Segment Open

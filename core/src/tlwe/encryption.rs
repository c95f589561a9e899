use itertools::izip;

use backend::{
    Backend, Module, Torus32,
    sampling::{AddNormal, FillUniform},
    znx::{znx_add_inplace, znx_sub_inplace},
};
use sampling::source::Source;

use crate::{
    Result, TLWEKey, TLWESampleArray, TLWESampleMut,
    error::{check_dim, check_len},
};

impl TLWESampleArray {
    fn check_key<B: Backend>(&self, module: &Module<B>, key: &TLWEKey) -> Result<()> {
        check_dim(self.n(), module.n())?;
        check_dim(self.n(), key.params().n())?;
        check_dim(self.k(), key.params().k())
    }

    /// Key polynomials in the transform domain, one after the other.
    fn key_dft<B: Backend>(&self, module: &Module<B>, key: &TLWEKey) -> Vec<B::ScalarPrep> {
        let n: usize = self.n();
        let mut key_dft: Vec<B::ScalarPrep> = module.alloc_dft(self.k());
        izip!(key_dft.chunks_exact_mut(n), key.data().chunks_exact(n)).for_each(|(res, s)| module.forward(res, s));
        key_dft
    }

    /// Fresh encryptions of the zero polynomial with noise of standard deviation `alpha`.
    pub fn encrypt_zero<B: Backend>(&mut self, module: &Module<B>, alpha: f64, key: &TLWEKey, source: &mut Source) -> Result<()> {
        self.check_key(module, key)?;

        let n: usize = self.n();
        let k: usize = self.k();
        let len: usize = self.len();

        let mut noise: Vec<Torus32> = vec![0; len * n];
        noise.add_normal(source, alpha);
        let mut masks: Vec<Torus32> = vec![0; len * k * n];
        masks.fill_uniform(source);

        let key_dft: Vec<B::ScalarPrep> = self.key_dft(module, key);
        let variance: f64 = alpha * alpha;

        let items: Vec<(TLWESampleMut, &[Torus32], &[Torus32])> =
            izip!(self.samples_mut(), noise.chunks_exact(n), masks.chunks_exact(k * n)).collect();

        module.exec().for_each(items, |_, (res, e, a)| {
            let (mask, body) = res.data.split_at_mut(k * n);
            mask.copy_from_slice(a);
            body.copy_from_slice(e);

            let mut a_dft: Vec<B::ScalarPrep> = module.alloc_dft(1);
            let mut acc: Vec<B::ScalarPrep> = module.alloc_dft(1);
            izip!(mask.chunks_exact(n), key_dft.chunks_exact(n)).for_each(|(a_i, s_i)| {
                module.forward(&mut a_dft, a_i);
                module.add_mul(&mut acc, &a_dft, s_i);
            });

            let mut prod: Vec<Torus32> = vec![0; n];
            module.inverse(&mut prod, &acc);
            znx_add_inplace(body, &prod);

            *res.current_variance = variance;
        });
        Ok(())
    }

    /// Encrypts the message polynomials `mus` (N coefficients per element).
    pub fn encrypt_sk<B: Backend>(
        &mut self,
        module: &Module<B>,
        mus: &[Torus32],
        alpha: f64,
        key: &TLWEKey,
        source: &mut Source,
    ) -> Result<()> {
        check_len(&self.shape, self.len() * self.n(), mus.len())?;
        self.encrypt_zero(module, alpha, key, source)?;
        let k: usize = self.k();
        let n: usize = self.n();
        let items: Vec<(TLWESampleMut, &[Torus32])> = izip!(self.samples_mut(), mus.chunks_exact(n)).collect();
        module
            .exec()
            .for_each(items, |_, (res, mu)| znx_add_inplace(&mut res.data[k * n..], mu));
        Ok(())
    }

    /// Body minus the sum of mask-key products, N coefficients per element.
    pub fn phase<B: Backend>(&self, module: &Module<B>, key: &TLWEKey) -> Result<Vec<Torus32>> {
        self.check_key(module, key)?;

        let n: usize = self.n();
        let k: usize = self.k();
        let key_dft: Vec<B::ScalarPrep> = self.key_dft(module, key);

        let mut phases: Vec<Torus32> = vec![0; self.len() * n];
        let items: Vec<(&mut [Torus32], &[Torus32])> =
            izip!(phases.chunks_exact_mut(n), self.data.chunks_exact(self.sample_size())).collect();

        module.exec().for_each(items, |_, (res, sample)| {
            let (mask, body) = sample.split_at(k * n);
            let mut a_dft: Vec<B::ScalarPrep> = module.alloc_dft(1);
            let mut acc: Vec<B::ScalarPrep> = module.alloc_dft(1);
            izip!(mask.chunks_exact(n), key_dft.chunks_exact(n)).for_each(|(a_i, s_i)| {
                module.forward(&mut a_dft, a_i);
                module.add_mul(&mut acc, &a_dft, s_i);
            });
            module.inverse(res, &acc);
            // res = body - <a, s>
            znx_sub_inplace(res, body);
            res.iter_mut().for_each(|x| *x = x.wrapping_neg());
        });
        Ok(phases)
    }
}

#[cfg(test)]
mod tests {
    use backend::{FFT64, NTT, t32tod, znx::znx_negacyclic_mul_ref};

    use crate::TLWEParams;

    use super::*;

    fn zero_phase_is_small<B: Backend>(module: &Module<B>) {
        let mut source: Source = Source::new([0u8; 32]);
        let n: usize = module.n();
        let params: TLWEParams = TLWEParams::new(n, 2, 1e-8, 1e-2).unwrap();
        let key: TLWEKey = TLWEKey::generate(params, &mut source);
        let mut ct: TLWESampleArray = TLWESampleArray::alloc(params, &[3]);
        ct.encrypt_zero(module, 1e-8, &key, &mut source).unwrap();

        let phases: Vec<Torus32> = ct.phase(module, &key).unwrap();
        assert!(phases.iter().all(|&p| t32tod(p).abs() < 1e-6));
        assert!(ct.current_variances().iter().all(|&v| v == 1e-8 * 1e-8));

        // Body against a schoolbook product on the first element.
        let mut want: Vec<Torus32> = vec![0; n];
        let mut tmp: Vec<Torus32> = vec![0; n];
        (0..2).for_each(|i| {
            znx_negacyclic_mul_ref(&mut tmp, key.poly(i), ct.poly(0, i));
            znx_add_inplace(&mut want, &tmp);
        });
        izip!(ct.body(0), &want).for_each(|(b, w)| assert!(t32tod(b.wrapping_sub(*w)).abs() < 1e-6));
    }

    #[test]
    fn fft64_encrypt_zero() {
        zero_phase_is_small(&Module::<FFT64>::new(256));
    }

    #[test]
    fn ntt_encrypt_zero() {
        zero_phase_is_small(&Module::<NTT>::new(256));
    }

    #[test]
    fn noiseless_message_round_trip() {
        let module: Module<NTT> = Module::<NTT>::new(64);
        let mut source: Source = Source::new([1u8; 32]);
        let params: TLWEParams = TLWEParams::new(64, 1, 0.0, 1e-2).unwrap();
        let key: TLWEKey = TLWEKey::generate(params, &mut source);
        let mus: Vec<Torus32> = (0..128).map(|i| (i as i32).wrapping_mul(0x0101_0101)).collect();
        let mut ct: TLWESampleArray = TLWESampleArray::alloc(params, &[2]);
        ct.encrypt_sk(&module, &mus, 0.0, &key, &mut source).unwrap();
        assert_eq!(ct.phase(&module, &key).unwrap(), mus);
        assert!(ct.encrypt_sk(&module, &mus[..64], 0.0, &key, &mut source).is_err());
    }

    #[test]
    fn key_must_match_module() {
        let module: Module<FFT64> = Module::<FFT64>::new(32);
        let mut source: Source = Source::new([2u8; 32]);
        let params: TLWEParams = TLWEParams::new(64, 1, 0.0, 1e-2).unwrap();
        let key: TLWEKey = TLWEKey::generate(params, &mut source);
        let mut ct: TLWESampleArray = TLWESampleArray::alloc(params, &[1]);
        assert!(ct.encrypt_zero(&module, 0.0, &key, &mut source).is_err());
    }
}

Segment Closed
Segment Open

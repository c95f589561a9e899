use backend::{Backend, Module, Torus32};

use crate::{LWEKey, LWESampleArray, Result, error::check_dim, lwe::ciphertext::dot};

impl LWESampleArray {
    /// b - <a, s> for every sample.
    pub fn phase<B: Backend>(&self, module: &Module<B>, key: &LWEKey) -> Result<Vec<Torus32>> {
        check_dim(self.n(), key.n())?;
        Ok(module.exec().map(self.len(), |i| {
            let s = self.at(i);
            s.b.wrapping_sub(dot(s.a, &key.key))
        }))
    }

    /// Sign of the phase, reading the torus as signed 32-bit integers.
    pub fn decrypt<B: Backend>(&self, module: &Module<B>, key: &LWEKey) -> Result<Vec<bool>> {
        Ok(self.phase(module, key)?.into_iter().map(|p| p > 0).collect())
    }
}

Segment Closed

* EXERCISE BRIEF
Each line above that contains "inverse" must be copied out.

* OUTPUT
            module.inverse(&mut prod, &acc);
            module.inverse(res, &acc);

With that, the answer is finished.